生体で保護された個体は、1月9日〜27日には福井市の柴田獣医科病院と敦賀市の田辺獣医科病院で、1月28日〜3月10日には福井市の県家畜保健衛生所で、洗浄、治療および初期のリハビリテーションがなされました。これには、計56人のボランティアの協力を得て行われました


保護された水鳥は段ボール箱に入れ保温し安静に保つ

安静・保温

油に汚染された水鳥は保護された時点でかなり衰弱し低体温症に陥っていたため、まず第一に行なうべきことは、洗浄や給餌ではなく安静状態を保ちつつ保温に努めることでした。

適当な大きさのダンボール箱に新聞紙を敷き、クリップライトを利用して25℃前後に温度を保ち安静にさせました。



汚染の程度や衰弱状態を診断する.

診断

救護場所に搬入された鳥は、おおまかな種類判別、体重測定を行 なうと同時に、油汚染の程度、栄養状態、脱水、反射、採食反応、外傷の有無を把握し(写真)、状態の良好な個体は直ちに洗浄しました。

また汚染の程度にかかわらず状態の悪い個体は活性炭による消化管洗浄、補液、強制給餌、保温などの治療を優先しました。



細部の油は歯ブラシで落とす

洗浄

洗浄はあらかじめ保定係と洗浄係を決めておき、保定者は、常に鳥の状態を観察し必要があれば洗浄を中止しました。そして、鳥の大きさに応じ、たらいやベビーバスに41℃の温湯を用意し、台所用中性洗剤を2〜5%溶液となるように入れました。(油を落とすために灯油、ベンジン、アルコールなどを使用すると鳥が中毒を起こす可能性があるばかりか、油が羽の芯まで浸透して逆に落ちにくくなるため、このような化学物質の使用は避ける必要があります。)
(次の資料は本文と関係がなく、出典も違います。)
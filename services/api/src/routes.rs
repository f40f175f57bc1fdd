use crate::infra::{parse_grade, AppState};
use axum::extract::Path;
use axum::http::{header, StatusCode};
use axum::response::{IntoResponse, Response};
use axum::Extension;
use axum::Json;
use chrono::{DateTime, Utc};
use robo_awards::awards::router::EligibilityResponse;
use robo_awards::awards::{
    eligibility_router, AwardCategory, CacheKey, DivisionRef, EligibilityEngine, GradeBand,
    ProgramCategory, TeamId,
};
use robo_awards::error::AppError;
use robo_awards::imports::DatasetImporter;
use serde::{Deserialize, Serialize};
use serde_json::json;
use std::io::Cursor;
use std::sync::Arc;

#[derive(Debug, Deserialize)]
pub(crate) struct CsvEligibilityRequest {
    #[serde(default)]
    pub(crate) program: Option<ProgramCategory>,
    #[serde(default)]
    pub(crate) division: Option<DivisionRef>,
    #[serde(default)]
    pub(crate) awards: Vec<String>,
    #[serde(default)]
    pub(crate) category: Option<AwardCategory>,
    pub(crate) teams_csv: String,
    pub(crate) rankings_csv: String,
    pub(crate) skills_csv: String,
}

#[derive(Debug, Serialize)]
pub(crate) struct WorldSkillsEntryView {
    pub(crate) program: ProgramCategory,
    pub(crate) grade: GradeBand,
    pub(crate) team_id: TeamId,
    pub(crate) team_number: String,
    pub(crate) rank: u32,
    pub(crate) programming_score: u32,
    pub(crate) driver_score: u32,
    pub(crate) combined_score: u32,
    pub(crate) refreshed_at: DateTime<Utc>,
}

pub(crate) fn with_application_routes(engine: Arc<EligibilityEngine>) -> axum::Router {
    eligibility_router(engine)
        .route("/health", axum::routing::get(healthcheck))
        .route("/ready", axum::routing::get(readiness_endpoint))
        .route("/metrics", axum::routing::get(metrics_endpoint))
        .route(
            "/api/v1/eligibility/csv",
            axum::routing::post(csv_eligibility_endpoint),
        )
        .route(
            "/api/v1/world-skills/:grade/:team_id",
            axum::routing::get(world_skills_endpoint),
        )
}

pub(crate) async fn healthcheck() -> Json<serde_json::Value> {
    Json(json!({ "status": "ok" }))
}

pub(crate) async fn readiness_endpoint(Extension(state): Extension<AppState>) -> impl IntoResponse {
    let ready = state.readiness.load(std::sync::atomic::Ordering::Relaxed);
    let status = if ready {
        StatusCode::OK
    } else {
        StatusCode::SERVICE_UNAVAILABLE
    };

    let payload = if ready {
        json!({ "status": "ready" })
    } else {
        json!({ "status": "initializing" })
    };

    (status, Json(payload))
}

pub(crate) async fn metrics_endpoint(Extension(state): Extension<AppState>) -> impl IntoResponse {
    (
        StatusCode::OK,
        [(header::CONTENT_TYPE, "text/plain; version=0.0.4")],
        state.metrics.render(),
    )
}

pub(crate) async fn csv_eligibility_endpoint(
    Extension(state): Extension<AppState>,
    Json(payload): Json<CsvEligibilityRequest>,
) -> Result<Json<EligibilityResponse>, AppError> {
    let CsvEligibilityRequest {
        program,
        division,
        awards,
        category,
        teams_csv,
        rankings_csv,
        skills_csv,
    } = payload;

    let program = program.unwrap_or(state.program);
    let engine = state.engine.clone();

    let reports = tokio::task::spawn_blocking(move || -> Result<_, AppError> {
        let dataset = DatasetImporter::new(program)
            .with_division(division.unwrap_or_default())
            .with_awards(awards)
            .import_readers(
                Cursor::new(teams_csv.into_bytes()),
                Cursor::new(rankings_csv.into_bytes()),
                Cursor::new(skills_csv.into_bytes()),
            )?;

        Ok(match category {
            Some(category) => vec![engine.evaluate_category(&dataset, category)],
            None => engine.evaluate(&dataset),
        })
    })
    .await??;

    Ok(Json(EligibilityResponse { reports }))
}

pub(crate) async fn world_skills_endpoint(
    Extension(state): Extension<AppState>,
    Path((grade, team_id)): Path<(String, u32)>,
) -> Result<Response, AppError> {
    let key = CacheKey::new(state.program, parse_grade(&grade));
    let team_id = TeamId(team_id);

    let cache = state
        .world_skills
        .read()
        .unwrap_or_else(|poisoned| poisoned.into_inner());
    let snapshot = cache.snapshot(key)?;

    let Some(entry) = snapshot.get(team_id) else {
        let payload = json!({ "error": format!("team {team_id} has no world skills entry") });
        return Ok((StatusCode::NOT_FOUND, Json(payload)).into_response());
    };

    let view = WorldSkillsEntryView {
        program: key.program,
        grade: key.grade,
        team_id,
        team_number: entry.team.number.clone(),
        rank: entry.rank,
        programming_score: entry.programming.score,
        driver_score: entry.driver.score,
        combined_score: entry.combined_score(),
        refreshed_at: snapshot.refreshed_at,
    };

    Ok((StatusCode::OK, Json(view)).into_response())
}

#[cfg(test)]
mod tests {
    use super::*;
    use crate::infra::FileWorldSkillsSource;
    use axum::body::Body;
    use axum::http::Request;
    use metrics_exporter_prometheus::PrometheusBuilder;
    use robo_awards::awards::{ChallengeScore, SkillsRanking, TeamRef, WorldSkillsCache};
    use std::collections::HashMap;
    use std::sync::atomic::AtomicBool;
    use tower::ServiceExt;

    fn app_state(ready: bool) -> AppState {
        let mut cache = WorldSkillsCache::new();
        let source = FileWorldSkillsSource::new(
            ProgramCategory::V5rc,
            HashMap::from([(
                GradeBand::HighSchool,
                vec![
                    SkillsRanking::new(
                        TeamRef::new(TeamId(77), "77H"),
                        4,
                        ChallengeScore::new(55, 3),
                        ChallengeScore::new(90, 3),
                    ),
                    SkillsRanking::new(
                        TeamRef::new(TeamId(88), "88X"),
                        9,
                        ChallengeScore::new(u32::MAX, 1),
                        ChallengeScore::new(10, 1),
                    ),
                ],
            )]),
        );
        cache
            .refresh(ProgramCategory::V5rc, &source)
            .expect("fixture refresh");

        let world_skills = cache.shared();
        AppState {
            readiness: Arc::new(AtomicBool::new(ready)),
            metrics: Arc::new(PrometheusBuilder::new().build_recorder().handle()),
            engine: Arc::new(EligibilityEngine::default().with_world_skills(world_skills.clone())),
            world_skills,
            program: ProgramCategory::V5rc,
        }
    }

    fn app(state: AppState) -> axum::Router {
        with_application_routes(state.engine.clone()).layer(Extension(state))
    }

    async fn read_json_body(response: Response) -> serde_json::Value {
        let body = axum::body::to_bytes(response.into_body(), usize::MAX)
            .await
            .expect("body readable");
        serde_json::from_slice(&body).expect("json body")
    }

    fn csv_request(awards: Vec<String>) -> CsvEligibilityRequest {
        let mut teams = String::from("Team ID,Number,Grade\n");
        let mut rankings = String::from("Team ID,Number,Rank\n");
        let mut skills = String::from("Team ID,Number,Rank,Programming Score,");
        skills.push_str("Programming Attempts,Driver Score,Driver Attempts\n");
        for id in 1..=4 {
            teams.push_str(&format!("{id},{id}C,High School\n"));
            rankings.push_str(&format!("{id},{id}C,{id}\n"));
            skills.push_str(&format!("{id},{id}C,{id},{},1,{},1\n", 50 - id, 80 - id));
        }

        CsvEligibilityRequest {
            program: None,
            division: None,
            awards,
            category: Some(AwardCategory::AllAround),
            teams_csv: teams,
            rankings_csv: rankings,
            skills_csv: skills,
        }
    }

    #[tokio::test]
    async fn readiness_reflects_startup_state() {
        let response = app(app_state(false))
            .oneshot(Request::get("/ready").body(Body::empty()).unwrap())
            .await
            .unwrap();
        assert_eq!(response.status(), StatusCode::SERVICE_UNAVAILABLE);

        let response = app(app_state(true))
            .oneshot(Request::get("/ready").body(Body::empty()).unwrap())
            .await
            .unwrap();
        assert_eq!(response.status(), StatusCode::OK);
    }

    #[tokio::test]
    async fn healthcheck_reports_ok() {
        let Json(body) = healthcheck().await;
        assert_eq!(body["status"], "ok");
    }

    #[tokio::test]
    async fn csv_endpoint_evaluates_uploaded_exports() {
        let Json(body) = csv_eligibility_endpoint(
            Extension(app_state(true)),
            Json(csv_request(vec!["All-Around Champion".to_string()])),
        )
        .await
        .expect("csv evaluates");

        assert_eq!(body.reports.len(), 1);
        let report = &body.reports[0];
        assert!(report.award_offered);
        let eligible: Vec<u32> = report.eligible.iter().map(|team| team.id.0).collect();
        assert_eq!(eligible, vec![1, 2]);
        assert_eq!(
            report.reasons(TeamId(3)),
            [
                "Qualifier Ranking: 3 (cutoff: 2)".to_string(),
                "Skills Ranking: 3 (cutoff: 2)".to_string(),
            ]
        );
    }

    #[tokio::test]
    async fn csv_endpoint_rejects_malformed_rows() {
        let mut request = csv_request(Vec::new());
        request.rankings_csv = "Team ID,Number,Rank\nabc,1C,1\n".to_string();

        let err = csv_eligibility_endpoint(Extension(app_state(true)), Json(request))
            .await
            .expect_err("bad team id");

        assert_eq!(err.into_response().status(), StatusCode::BAD_REQUEST);
    }

    #[tokio::test]
    async fn world_skills_lookup_returns_cached_entry() {
        let response = app(app_state(true))
            .oneshot(
                Request::get("/api/v1/world-skills/high_school/77")
                    .body(Body::empty())
                    .unwrap(),
            )
            .await
            .unwrap();

        assert_eq!(response.status(), StatusCode::OK);
        let body = read_json_body(response).await;
        assert_eq!(body["rank"], 4);
        assert_eq!(body["combined_score"], 145);
        assert_eq!(body["grade"], "high_school");
    }

    #[tokio::test]
    async fn world_skills_combined_score_saturates_on_oversized_exports() {
        let response = app(app_state(true))
            .oneshot(
                Request::get("/api/v1/world-skills/high_school/88")
                    .body(Body::empty())
                    .unwrap(),
            )
            .await
            .unwrap();

        assert_eq!(response.status(), StatusCode::OK);
        let body = read_json_body(response).await;
        assert_eq!(body["combined_score"], u64::from(u32::MAX));
    }

    #[tokio::test]
    async fn world_skills_lookup_distinguishes_missing_team_and_partition() {
        let response = app(app_state(true))
            .oneshot(
                Request::get("/api/v1/world-skills/middle-school/77")
                    .body(Body::empty())
                    .unwrap(),
            )
            .await
            .unwrap();
        // refresh stores an empty snapshot for grades the export omits
        assert_eq!(response.status(), StatusCode::NOT_FOUND);

        let response = app(app_state(true))
            .oneshot(
                Request::get("/api/v1/world-skills/college/77")
                    .body(Body::empty())
                    .unwrap(),
            )
            .await
            .unwrap();
        assert_eq!(response.status(), StatusCode::NOT_FOUND);
        let body = read_json_body(response).await;
        assert!(body["error"]
            .as_str()
            .is_some_and(|message| message.contains("have not been loaded")));
    }

    #[tokio::test]
    async fn engine_routes_are_mounted() {
        let dataset = json!({ "dataset": { "teams": [], "rankings": [], "skills": [] } });
        let response = app(app_state(true))
            .oneshot(
                Request::post("/api/v1/eligibility")
                    .header(header::CONTENT_TYPE, "application/json")
                    .body(Body::from(serde_json::to_vec(&dataset).unwrap()))
                    .unwrap(),
            )
            .await
            .unwrap();

        assert_eq!(response.status(), StatusCode::OK);
        let body = read_json_body(response).await;
        assert_eq!(body["reports"].as_array().map(Vec::len), Some(2));
    }
}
大型の鳥は術者の安全のために嘴に綿棒をかませ輪ゴムで止めた上からビニールテープで二重に固定し、次に目の保護のためにテラマイ油性点眼薬を点眼した後、ゆっくりと温湯に寝け洗浄を開始しました。洗浄においては擦り洗いは禁忌であり、指を震わせながらその対流で油を洗い出すようにゆっくりと丁寧に作業することが必要となります。頭部は嘴をつかみながら指の腹または綿花、歯ブラシを使い洗浄しました(写真)。


過剰な洗浄で傷つく場合がある

汚れが落ちにくい部位は洗剤の原液を使うとよい。一方、過剰な洗浄は皮膚の損傷を招く恐れがあるため注意を要します(写真)。

鼻孔や目に泡がついたらすぐに吹き飛ばし、また、眼周囲と嘴周囲は汚れが残りやすいため、注意深い洗浄が必要でした。


羽軸に沿って押し洗いする

羽は羽軸に沿って指で押し洗いしました(写真)。3回以上温湯を交換して洗浄し、1回毎に洗剤を入れる前に濯いで汚れの落ち具合を確かめ、完全に汚れが落ちるまで繰り返しました。特にえき窩は汚れが残りやすいので注意する必要があります。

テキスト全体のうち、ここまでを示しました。